Exercise prompt >> Copy the lines below verbatim. Begin with the first and end with the line containing "terms of the GNU".

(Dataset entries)
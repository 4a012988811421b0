// Copyright (C) 2025 Ryan Daum <ryan.daum@gmail.com> This program is free
// software: you can redistribute it and/or modify it under the terms of the GNU
// General Public License as published by the Free Software Foundation, version
// 3.
//
// This program is distributed in the hope that it will be useful, but WITHOUT
// ANY WARRANTY; without even the implied warranty of MERCHANTABILITY or FITNESS
// FOR A PARTICULAR PURPOSE. See the GNU General Public License for more details.
//
// You should have received a copy of the GNU General Public License along with
// this program. If not, see <https://www.gnu.org/licenses/>.
//

use crate::tasks::TaskId;
use crate::vm::activation::{Activation, Frame};
use etamoo_var::{v_list, v_none, v_obj, v_str, Obj, Var, NOTHING};
use std::time::{Duration, SystemTime};

/// The state of VM execution for one task: the activation stack and the
/// resource accounting. The "VM" itself is stateless; this is what suspends
/// and resumes.
#[derive(Clone)]
pub struct VMExecState {
    /// The task ID of the task that owns this stack of activations.
    pub(crate) task_id: TaskId,
    /// The stack of activation records / stack frames.
    pub(crate) stack: Vec<Activation>,
    /// The number of ticks allotted before the next yield back to the task.
    pub(crate) tick_slice: usize,
    /// The number of ticks that have been executed so far in this budget
    /// window.
    pub(crate) tick_count: usize,
    /// The time at which the current budget window started.
    pub(crate) start_time: Option<SystemTime>,
    /// The wall-clock budget.
    pub(crate) maximum_time: Option<Duration>,
}

impl VMExecState {
    pub fn new(task_id: TaskId) -> Self {
        Self {
            task_id,
            stack: vec![],
            tick_count: 0,
            start_time: None,
            tick_slice: 0,
            maximum_time: None,
        }
    }

    #[inline]
    pub(crate) fn top_mut(&mut self) -> &mut Activation {
        self.stack.last_mut().expect("activation stack underflow")
    }

    #[inline]
    pub(crate) fn top(&self) -> &Activation {
        self.stack.last().expect("activation stack underflow")
    }

    pub(crate) fn parent_activation_mut(&mut self) -> &mut Activation {
        let len = self.stack.len();
        self.stack
            .get_mut(len - 2)
            .expect("activation stack underflow")
    }

    /// Return the object that called the current activation.
    pub(crate) fn caller(&self) -> Obj {
        let mut stack_iter = self.stack.iter().rev().filter(|a| !a.is_builtin_frame());
        stack_iter.next();
        stack_iter.next().map(|a| a.this).unwrap_or(NOTHING)
    }

    /// Return the permissions of the caller of the current activation.
    pub(crate) fn caller_perms(&self) -> Obj {
        // Filter out builtin-function frames.
        let mut stack_iter = self.stack.iter().rev().filter(|a| !a.is_builtin_frame());
        // Caller is the frame just before us.
        stack_iter.next();
        stack_iter.next().map(|a| a.permissions).unwrap_or(NOTHING)
    }

    /// Return the permissions of the current task: the "starting" permissions
    /// as possibly modified by `set_task_perms()`.
    pub(crate) fn task_perms(&self) -> Obj {
        let stack_top = self.stack.iter().rev().find(|a| !a.is_builtin_frame());
        stack_top.map(|a| a.permissions).unwrap_or(NOTHING)
    }

    pub(crate) fn set_task_perms(&mut self, perms: Obj) {
        if let Some(a) = self
            .stack
            .iter_mut()
            .rev()
            .find(|a| !a.is_builtin_frame())
        {
            a.permissions = perms;
        }
    }

    /// Set the return value into the current top frame.
    pub(crate) fn set_return_value(&mut self, value: Var) {
        self.top_mut().frame.set_return_value(value);
    }

    /// The callers stack in the format of the `callers()` builtin: one entry
    /// per non-builtin frame below the current one,
    /// {this, verb-name, programmer, verb-loc, player, line-number}.
    pub(crate) fn callers(&self) -> Vec<Var> {
        let mut callers_iter = self.stack.iter().rev();
        callers_iter.next(); // skip the top activation, that's our own frame

        let mut callers = vec![];
        for activation in callers_iter {
            if activation.is_builtin_frame() {
                continue;
            }
            let line_no = match activation.frame.find_line_no() {
                None => v_none(),
                Some(l) => etamoo_var::v_int(l as i64),
            };
            callers.push(v_list(&[
                v_obj(activation.this),
                v_str(activation.verb_name.as_str()),
                v_obj(activation.permissions),
                v_obj(activation.verb_definer()),
                v_obj(activation.player),
                line_no,
            ]));
        }
        callers
    }

    pub(crate) fn time_left(&self) -> Option<Duration> {
        let max_time = self.maximum_time?;
        let elapsed = self
            .start_time
            .map(|t| t.elapsed().unwrap_or_default())
            .unwrap_or_default();
        max_time.checked_sub(elapsed)
    }

    /// Push a value onto the value stack of the top frame.
    #[inline]
    pub(crate) fn push(&mut self, v: Var) {
        match &mut self.top_mut().frame {
            Frame::Moo(f) => f.push(v),
            Frame::Bf(bf) => bf.return_value = Some(v),
        }
    }
}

Answer to this exercise >>
repository 4a012988811421b0
// Copyright (C) 2025 Ryan Daum <ryan.daum@gmail.com> This program is free
// software: you can redistribute it and/or modify it under the terms of the GNU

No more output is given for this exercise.